Problem description →
After locating the line that contains "the defeated walker." in the records below, write out exactly that line and each line after it through the one that contains "not held before.", and nothing else.

Data under study →
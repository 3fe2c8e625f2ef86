#![deny(
    unsafe_code,
    missing_docs,
    dead_code,
    unused_results,
    non_snake_case,
    unreachable_pub
)]

//! Core contracts shared across the Burrow simulation.
//!
//! This crate defines the message surface that connects adapters, the
//! authoritative world, and pure systems. Adapters submit [`Command`] values
//! describing desired mutations, the world executes those commands via its
//! `apply` entry point, and then broadcasts [`Event`] values that presentation
//! layers consume as one-shot notifications.

use std::time::Duration;

use glam::Vec2;
use serde::{Deserialize, Serialize};

pub mod tuning;

pub use tuning::MovementTuning;

/// Canonical banner emitted when the experience boots.
pub const WELCOME_BANNER: &str = "Welcome to Burrow.";

/// Commands that express all permissible world mutations.
#[derive(Clone, Debug, PartialEq)]
pub enum Command {
    /// Replaces the active level with the provided layout.
    LoadLevel {
        /// Decoded tile rows together with spawn locations.
        layout: LevelLayout,
    },
    /// Replaces the movement constants used by the physics and patrol systems.
    ConfigureTuning {
        /// Tuning applied from the next tick onwards.
        tuning: MovementTuning,
    },
    /// Advances the simulation by one fixed step.
    Tick {
        /// Duration of simulated time covered by the step.
        dt: Duration,
        /// Player intents sampled for this step.
        input: ControlInput,
    },
    /// Marks a walker as defeated. Combat resolution lives outside the core.
    DefeatWalker {
        /// Identifier of the walker to remove from play.
        walker: WalkerId,
    },
}

/// Events broadcast by the world after processing commands.
#[derive(Clone, Debug, PartialEq)]
pub enum Event {
    /// Confirms that a level was loaded and the player spawned.
    LevelLoaded {
        /// Number of tile columns in the loaded map.
        columns: u32,
        /// Number of tile rows in the loaded map.
        rows: u32,
        /// Number of walkers spawned alongside the player.
        walkers: usize,
    },
    /// Reports that a level layout could not be turned into a tile map.
    LevelRejected {
        /// Human readable reason supplied by the tile map builder.
        reason: String,
    },
    /// Indicates that the simulation clock advanced.
    TimeAdvanced {
        /// Duration of simulated time that elapsed in the tick.
        dt: Duration,
    },
    /// Announces that the player acquired a new movement ability.
    AbilityUnlocked {
        /// Ability that became available.
        ability: Ability,
    },
    /// Reports that the player touched a hazard tile.
    HazardHit {
        /// Hazard cell that triggered the respawn.
        cell: CellCoord,
    },
    /// Confirms that the player was returned to the last checkpoint.
    PlayerRespawned {
        /// Top-left corner of the player's box after respawning.
        position: Vec2,
    },
    /// Announces that a new respawn point was recorded.
    CheckpointSaved {
        /// Checkpoint tile that was touched.
        cell: CellCoord,
    },
    /// Reports that a tile was turned into empty space.
    TileCleared {
        /// Location of the cleared tile.
        cell: CellCoord,
        /// Kind of tile that occupied the cell before clearing.
        previous: TileKind,
    },
    /// Reports that the player touched down after being airborne.
    PlayerLanded,
    /// Reports that the player left the ground or performed an air jump.
    PlayerJumped {
        /// Variety of jump that fired.
        kind: JumpKind,
    },
    /// Reports that the player started a dash.
    DashStarted {
        /// Direction of the dash.
        facing: Facing,
    },
    /// Reports that the player's morph state changed.
    MorphChanged {
        /// Whether the player is now morphed.
        morphed: bool,
    },
    /// Confirms that a walker was removed from play.
    WalkerDefeated {
        /// Identifier of the defeated walker.
        walker: WalkerId,
    },
}

/// Movement abilities that pickups may unlock.
#[derive(Clone, Copy, Debug, PartialEq, Eq, Hash, PartialOrd, Ord, Serialize, Deserialize)]
pub enum Ability {
    /// A second, weaker jump while airborne.
    DoubleJump,
    /// A short horizontal burst that breaks barriers.
    Dash,
    /// A crouched form that fits through crawlways.
    Morph,
}

impl Ability {
    /// Every ability in a stable order.
    pub const ALL: [Ability; 3] = [Ability::DoubleJump, Ability::Dash, Ability::Morph];
}

/// Fixed record of the abilities the player has unlocked.
///
/// Abilities are acquired monotonically; nothing in the simulation revokes them.
#[derive(Clone, Copy, Debug, Default, PartialEq, Eq, Hash, Serialize, Deserialize)]
pub struct AbilitySet {
    double_jump: bool,
    dash: bool,
    morph: bool,
}

impl AbilitySet {
    /// Creates a set with nothing unlocked.
    #[must_use]
    pub const fn empty() -> Self {
        Self {
            double_jump: false,
            dash: false,
            morph: false,
        }
    }

    /// Creates a set with every ability unlocked.
    #[must_use]
    pub const fn all() -> Self {
        Self {
            double_jump: true,
            dash: true,
            morph: true,
        }
    }

    /// Reports whether the ability is unlocked.
    #[must_use]
    pub const fn contains(&self, ability: Ability) -> bool {
        match ability {
            Ability::DoubleJump => self.double_jump,
            Ability::Dash => self.dash,
            Ability::Morph => self.morph,
        }
    }

    /// Unlocks the ability, returning `true` when it was not held before.
    pub fn grant(&mut self, ability: Ability) -> bool {
        let slot = match ability {
            Ability::DoubleJump => &mut self.double_jump,
            Ability::Dash => &mut self.dash,
            Ability::Morph => &mut self.morph,
        };
        let newly_granted = !*slot;
        *slot = true;
        newly_granted
    }

    /// Iterator over the unlocked abilities in [`Ability::ALL`] order.
    pub fn iter(&self) -> impl Iterator<Item = Ability> + '_ {
        Ability::ALL
            .into_iter()
            .filter(move |ability| self.contains(*ability))
    }
}

/// Closed set of tile kinds that make up a level.
#[derive(Clone, Copy, Debug, Default, PartialEq, Eq, Hash, Serialize, Deserialize)]
pub enum TileKind {
    /// Open space.
    #[default]
    Empty,
    /// Terrain that always blocks movement.
    Solid,
    /// Platform that only blocks actors landing on it from above.
    OneWay,
    /// Tile that sends the player back to the last checkpoint.
    Hazard,
    /// Barrier that blocks movement until a dash destroys it.
    Breakable,
    /// Low passage that only a morphed actor fits through.
    Crawlway,
    /// Save tile that records a respawn point on contact.
    Checkpoint,
    /// Collectible that unlocks an ability.
    Pickup(Ability),
}

/// Signed tile coordinate so that probes outside the map remain representable.
#[derive(Clone, Copy, Debug, PartialEq, Eq, Hash, PartialOrd, Ord, Serialize, Deserialize)]
pub struct CellCoord {
    column: i32,
    row: i32,
}

impl CellCoord {
    /// Creates a new tile coordinate.
    #[must_use]
    pub const fn new(column: i32, row: i32) -> Self {
        Self { column, row }
    }

    /// Column index of the tile.
    #[must_use]
    pub const fn column(&self) -> i32 {
        self.column
    }

    /// Row index of the tile.
    #[must_use]
    pub const fn row(&self) -> i32 {
        self.row
    }

    /// Tile containing the provided world-space point.
    #[must_use]
    pub fn containing(point: Vec2, tile_length: f32) -> Self {
        Self {
            column: (point.x / tile_length).floor() as i32,
            row: (point.y / tile_length).floor() as i32,
        }
    }

    /// Top-left corner of the tile in world units.
    #[must_use]
    pub fn origin(&self, tile_length: f32) -> Vec2 {
        Vec2::new(
            self.column as f32 * tile_length,
            self.row as f32 * tile_length,
        )
    }

    /// Top-left position for a box of `size` standing on the floor of this tile,
    /// centered horizontally.
    #[must_use]
    pub fn standing_position(&self, tile_length: f32, size: Vec2) -> Vec2 {
        let origin = self.origin(tile_length);
        Vec2::new(
            origin.x + (tile_length - size.x) * 0.5,
            origin.y + tile_length - size.y,
        )
    }
}

/// Axis-aligned box in world units with y growing downward.
///
/// Edges are half-open: the right and bottom edges are not part of the box, so
/// a box resting exactly on a tile boundary does not touch the next tile.
#[derive(Clone, Copy, Debug, PartialEq, Serialize, Deserialize)]
pub struct Aabb {
    min: Vec2,
    size: Vec2,
}

impl Aabb {
    /// Creates a box from its top-left corner and size.
    #[must_use]
    pub const fn new(min: Vec2, size: Vec2) -> Self {
        Self { min, size }
    }

    /// Creates a box of `size` whose bottom edge is centered on `anchor`.
    #[must_use]
    pub fn from_bottom_center(anchor: Vec2, size: Vec2) -> Self {
        Self {
            min: Vec2::new(anchor.x - size.x * 0.5, anchor.y - size.y),
            size,
        }
    }

    /// Top-left corner.
    #[must_use]
    pub const fn min(&self) -> Vec2 {
        self.min
    }

    /// Width and height.
    #[must_use]
    pub const fn size(&self) -> Vec2 {
        self.size
    }

    /// Left edge.
    #[must_use]
    pub fn left(&self) -> f32 {
        self.min.x
    }

    /// Right edge (exclusive).
    #[must_use]
    pub fn right(&self) -> f32 {
        self.min.x + self.size.x
    }

    /// Top edge.
    #[must_use]
    pub fn top(&self) -> f32 {
        self.min.y
    }

    /// Bottom edge (exclusive).
    #[must_use]
    pub fn bottom(&self) -> f32 {
        self.min.y + self.size.y
    }

    /// Midpoint of the bottom edge.
    #[must_use]
    pub fn bottom_center(&self) -> Vec2 {
        Vec2::new(self.min.x + self.size.x * 0.5, self.bottom())
    }

    /// Returns the box shifted by `delta`.
    #[must_use]
    pub fn translated(&self, delta: Vec2) -> Self {
        Self {
            min: self.min + delta,
            size: self.size,
        }
    }
}

/// Horizontal facing of an actor.
#[derive(Clone, Copy, Debug, Default, PartialEq, Eq, Hash, Serialize, Deserialize)]
pub enum Facing {
    /// Facing toward decreasing x.
    Left,
    /// Facing toward increasing x.
    #[default]
    Right,
}

impl Facing {
    /// Unit sign of the facing along the x axis.
    #[must_use]
    pub const fn sign(self) -> f32 {
        match self {
            Self::Left => -1.0,
            Self::Right => 1.0,
        }
    }

    /// Opposite facing.
    #[must_use]
    pub const fn reversed(self) -> Self {
        match self {
            Self::Left => Self::Right,
            Self::Right => Self::Left,
        }
    }
}

/// Per-tick intents sampled by the presentation layer.
#[derive(Clone, Copy, Debug, Default, PartialEq, Eq, Hash, Serialize, Deserialize)]
pub struct ControlInput {
    /// Left movement is held.
    pub move_left: bool,
    /// Right movement is held.
    pub move_right: bool,
    /// Jump is held.
    pub jump_held: bool,
    /// Morph toggle was pressed on this tick.
    pub morph_toggle: bool,
    /// Dash was pressed on this tick.
    pub dash_pressed: bool,
}

impl ControlInput {
    /// Direction currently held, if exactly one horizontal direction is held.
    #[must_use]
    pub const fn horizontal(&self) -> Option<Facing> {
        match (self.move_left, self.move_right) {
            (true, false) => Some(Facing::Left),
            (false, true) => Some(Facing::Right),
            _ => None,
        }
    }
}

/// Variety of jump performed by the player.
#[derive(Clone, Copy, Debug, PartialEq, Eq, Hash, Serialize, Deserialize)]
pub enum JumpKind {
    /// Jump from the ground or within the coyote window.
    Ground,
    /// Reduced air jump granted by the double jump ability.
    Double,
}

/// Unique identifier assigned to a walker.
#[derive(Clone, Copy, Debug, PartialEq, Eq, Hash, PartialOrd, Ord, Serialize, Deserialize)]
pub struct WalkerId(u32);

impl WalkerId {
    /// Creates a new walker identifier with the provided numeric value.
    #[must_use]
    pub const fn new(value: u32) -> Self {
        Self(value)
    }

    /// Retrieves the numeric representation of the identifier.
    #[must_use]
    pub const fn get(&self) -> u32 {
        self.0
    }
}

/// Level description decoded by an adapter before it reaches the world.
#[derive(Clone, Debug, PartialEq, Serialize, Deserialize)]
pub struct LevelLayout {
    /// Tile rows from top to bottom. Every row must have the same length.
    pub rows: Vec<Vec<TileKind>>,
    /// Cell whose floor the player starts on.
    pub player_spawn: CellCoord,
    /// Cells whose floors walkers start on.
    pub walker_spawns: Vec<CellCoord>,
    /// Edge length of a square tile in world units.
    pub tile_length: f32,
}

Task result →
        /// Identifier of the defeated walker.
        walker: WalkerId,
    },
}

/// Movement abilities that pickups may unlock.
#[derive(Clone, Copy, Debug, PartialEq, Eq, Hash, PartialOrd, Ord, Serialize, Deserialize)]
pub enum Ability {
    /// A second, weaker jump while airborne.
    DoubleJump,
    /// A short horizontal burst that breaks barriers.
    Dash,
    /// A crouched form that fits through crawlways.
    Morph,
}

impl Ability {
    /// Every ability in a stable order.
    pub const ALL: [Ability; 3] = [Ability::DoubleJump, Ability::Dash, Ability::Morph];
}

/// Fixed record of the abilities the player has unlocked.
///
/// Abilities are acquired monotonically; nothing in the simulation revokes them.
#[derive(Clone, Copy, Debug, Default, PartialEq, Eq, Hash, Serialize, Deserialize)]
pub struct AbilitySet {
    double_jump: bool,
    dash: bool,
    morph: bool,
}

impl AbilitySet {
    /// Creates a set with nothing unlocked.
    #[must_use]
    pub const fn empty() -> Self {
        Self {
            double_jump: false,
            dash: false,
            morph: false,
        }
    }

    /// Creates a set with every ability unlocked.
    #[must_use]
    pub const fn all() -> Self {
        Self {
            double_jump: true,
            dash: true,
            morph: true,
        }
    }

    /// Reports whether the ability is unlocked.
    #[must_use]
    pub const fn contains(&self, ability: Ability) -> bool {
        match ability {
            Ability::DoubleJump => self.double_jump,
            Ability::Dash => self.dash,
            Ability::Morph => self.morph,
        }
    }

    /// Unlocks the ability, returning `true` when it was not held before.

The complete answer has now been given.